You could try the following things. I have written this roughly in the order of importance - i.e. the order I would try things to fix the accuracy problem you are seeing:
Normalise your input data. Usually you would take mean and standard deviation of training data, and use them to offset+scale all further inputs. There is a standard normalising function in sklearn for this. Remember to treat your test data in the same way (using the mean and std from the training data, not recalculating it)
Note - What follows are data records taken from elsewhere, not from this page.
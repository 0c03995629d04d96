//! Collapsing one duplicate pair into a hardlink or a removal.
//!
//! # Overview
//!
//! [`Collapser`] drives each duplicate pair through a short state machine:
//! attribute gate, then - depending on mode and dry-run - hardlink,
//! removal, or pure accounting. Each attempt yields a [`MutationRecord`];
//! the caller prints and tallies them.
//!
//! Errors here are fatal by policy: a failed delete, link or prune aborts
//! the run via [`CollapseError`]. There is no undo - mutations already
//! committed stay committed - and no retry.

use std::fs;
use std::io;
use std::path::{Path, PathBuf};

use thiserror::Error;

use crate::config::{CollapseMode, RunConfig};

use super::attrs::attributes_match;
use super::prune::prune_empty_parent;

/// Fatal mutation-phase errors.
#[derive(Debug, Error)]
pub enum CollapseError {
    /// A duplicate file could not be deleted.
    #[error("cannot delete file \"{path}\": {source}")]
    Remove {
        path: PathBuf,
        #[source]
        source: io::Error,
    },

    /// The replacement hardlink could not be created.
    #[error("cannot create hardlink for \"{base}\" as \"{duplicate}\": {source}")]
    Link {
        base: PathBuf,
        duplicate: PathBuf,
        #[source]
        source: io::Error,
    },

    /// An emptied directory could not be inspected or deleted.
    #[error("cannot delete empty directory \"{path}\": {source}")]
    PruneDir {
        path: PathBuf,
        #[source]
        source: io::Error,
    },
}

/// Terminal state of one duplicate pair.
#[derive(Debug, Clone, Copy, PartialEq, Eq)]
pub enum PairAction {
    /// Duplicate replaced by a hardlink to the base (or would be, in a dry run).
    Hardlinked,
    /// Duplicate deleted (or would be, in a dry run).
    Removed,
    /// Attributes mismatched; pair left untouched.
    Skipped,
}

/// Outcome of one collapse attempt. Ephemeral, never persisted.
#[derive(Debug, Clone)]
pub struct MutationRecord {
    /// The group's base file.
    pub base: PathBuf,
    /// The duplicate this attempt targeted.
    pub duplicate: PathBuf,
    /// What happened.
    pub action: PairAction,
    /// Bytes credited to the savings total (the file size, or 0 on skip).
    pub bytes_saved: u64,
    /// Directory removed by the pruner, if any.
    pub pruned_dir: Option<PathBuf>,
}

/// Running totals for the mutation phase.
#[derive(Debug, Clone, Copy, Default)]
pub struct CollapseStats {
    /// Groups visited.
    pub groups: usize,
    /// Duplicates successfully collapsed (hardlinked or removed).
    pub collapsed: usize,
    /// Pairs skipped on attribute mismatch.
    pub skipped: usize,
    /// Emptied directories pruned.
    pub dirs_pruned: usize,
    /// Bytes saved: size x successfully collapsed duplicates.
    pub bytes_saved: u64,
}

impl CollapseStats {
    /// Fold one record into the totals.
    pub fn record(&mut self, record: &MutationRecord) {
        match record.action {
            PairAction::Skipped => self.skipped += 1,
            PairAction::Hardlinked | PairAction::Removed => self.collapsed += 1,
        }
        self.bytes_saved += record.bytes_saved;
        if record.pruned_dir.is_some() {
            self.dirs_pruned += 1;
        }
    }
}

/// Applies the configured mutation to duplicate pairs.
#[derive(Debug, Clone)]
pub struct Collapser {
    mode: CollapseMode,
    pretend: bool,
    keep_empty_dirs: bool,
}

impl Collapser {
    /// Create a collapser.
    #[must_use]
    pub fn new(mode: CollapseMode, pretend: bool, keep_empty_dirs: bool) -> Self {
        Self {
            mode,
            pretend,
            keep_empty_dirs,
        }
    }

    /// Create a collapser from the run configuration.
    #[must_use]
    pub fn from_config(config: &RunConfig) -> Self {
        Self::new(config.mode, config.pretend, config.keep_empty_dirs)
    }

    /// Collapse one duplicate against its base.
    ///
    /// The attribute gate runs first; a mismatch terminates the pair as
    /// [`PairAction::Skipped`] and is not an error. In pretend mode the
    /// record carries the would-be action and savings but nothing on disk
    /// changes. Live failures are fatal [`CollapseError`]s.
    pub fn collapse_pair(
        &self,
        base: &Path,
        duplicate: &Path,
        size: u64,
    ) -> Result<MutationRecord, CollapseError> {
        if !attributes_match(base, duplicate) {
            return Ok(MutationRecord {
                base: base.to_path_buf(),
                duplicate: duplicate.to_path_buf(),
                action: PairAction::Skipped,
                bytes_saved: 0,
                pruned_dir: None,
            });
        }

        let action = match self.mode {
            CollapseMode::Hardlink => PairAction::Hardlinked,
            CollapseMode::Remove => PairAction::Removed,
        };

        if self.pretend {
            log::debug!(
                "pretend: would collapse {} -> {}",
                duplicate.display(),
                base.display()
            );
            return Ok(MutationRecord {
                base: base.to_path_buf(),
                duplicate: duplicate.to_path_buf(),
                action,
                bytes_saved: size,
                pruned_dir: None,
            });
        }

        fs::remove_file(duplicate).map_err(|e| CollapseError::Remove {
            path: duplicate.to_path_buf(),
            source: e,
        })?;

        let pruned_dir = match self.mode {
            CollapseMode::Remove => {
                if self.keep_empty_dirs {
                    None
                } else {
                    prune_empty_parent(duplicate)?
                }
            }
            CollapseMode::Hardlink => {
                fs::hard_link(base, duplicate).map_err(|e| CollapseError::Link {
                    base: base.to_path_buf(),
                    duplicate: duplicate.to_path_buf(),
                    source: e,
                })?;
                reassert_metadata(base, duplicate);
                None
            }
        };

        Ok(MutationRecord {
            base: base.to_path_buf(),
            duplicate: duplicate.to_path_buf(),
            action,
            bytes_saved: size,
            pruned_dir,
        })
    }
}

/// Re-assert the base's owner, group and mode on the fresh link.
///
/// A hardlink shares its inode's metadata with the base already; this
/// guards against a link primitive that does not guarantee it. Best
/// effort: stat or chown failures here are ignored, matching the
/// advisory nature of the step.
#[cfg(unix)]
fn reassert_metadata(base: &Path, link: &Path) {
    use std::os::unix::fs::{chown, MetadataExt, PermissionsExt};

    if let Ok(meta) = fs::metadata(base) {
        let _ = chown(link, Some(meta.uid()), Some(meta.gid()));
        let _ = fs::set_permissions(link, fs::Permissions::from_mode(meta.mode()));
    }
}

#[cfg(not(unix))]
fn reassert_metadata(_base: &Path, _link: &Path) {}
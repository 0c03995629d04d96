//! Duplicate detection module.
//!
//! This module provides:
//! - The size-bucketed, lazily-hashed duplicate index ([`index`])
//! - Finalized duplicate groups ([`groups`])
//!
//! The index is built completely - every root walked, every colliding file
//! hashed - before anything downstream reads a group from it. The two
//! phases never overlap.

pub mod groups;
pub mod index;

pub use groups::DuplicateGroup;
pub use index::{BuildStats, DuplicateIndex};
Train for more epochs. For problems with small numbers of features and limited training set sizes, you often have to run for thousands of epochs before the network will converge. You should plot the training and validation loss values to see whether the network is still learning, or has converged as best as it can.
For your simple data, I would avoid relu activations. You may have heard they are somehow "best", but like most NN options, they have types of problems where they work well, and others where they are not best choice. I think you would be better off with tanh or sigmoid activations in hidden layers for your problem. Save relu for very deep networks and/or convolutional problems on images/audio.
Use more training data. Not clear how much you are feeding it, but NNs work best with large amounts of training data.
Provided you already have lots of training data - increase size of hidden layers. More complex relationships require more hidden neurons (and sometimes more layers) for the NN to be able to express the "shape" of the decision surface. Here is a handy browser-based network allowing you to play with that idea and get a feel for it.
Add one or more dropout layers after the hidden layers or add some other regularisation. The network could be over-fitting (although with a training accuracy of 0.5 I suspect it isn't). Unlike relu, using dropout is pretty close to a panacea for tougher NN problems - it improves generalisation in many cases. A small amount of dropout (~0.2) might help with your problem, but like most hyper-parameters, you will need to search for the best values.
Finally, it is always possible that the relationship you want to find that allows you to predict Y from X is not really there. In which case it would be a correct result from the NN to be no better than guessing at Y.
Neil Slater already provided a long list of helpful general advices.
In your specific examaple, normalization is the important thing. If you add the following lines to your code
...
X = dataset[:,0:3]
from sklearn.preprocessing import StandardScaler
scaler = StandardScaler()
X = scaler.fit_transform(X)
you will get 100% accuracy on your toy data, even with much simpler network structures. Without normalization, the optimizer won't work.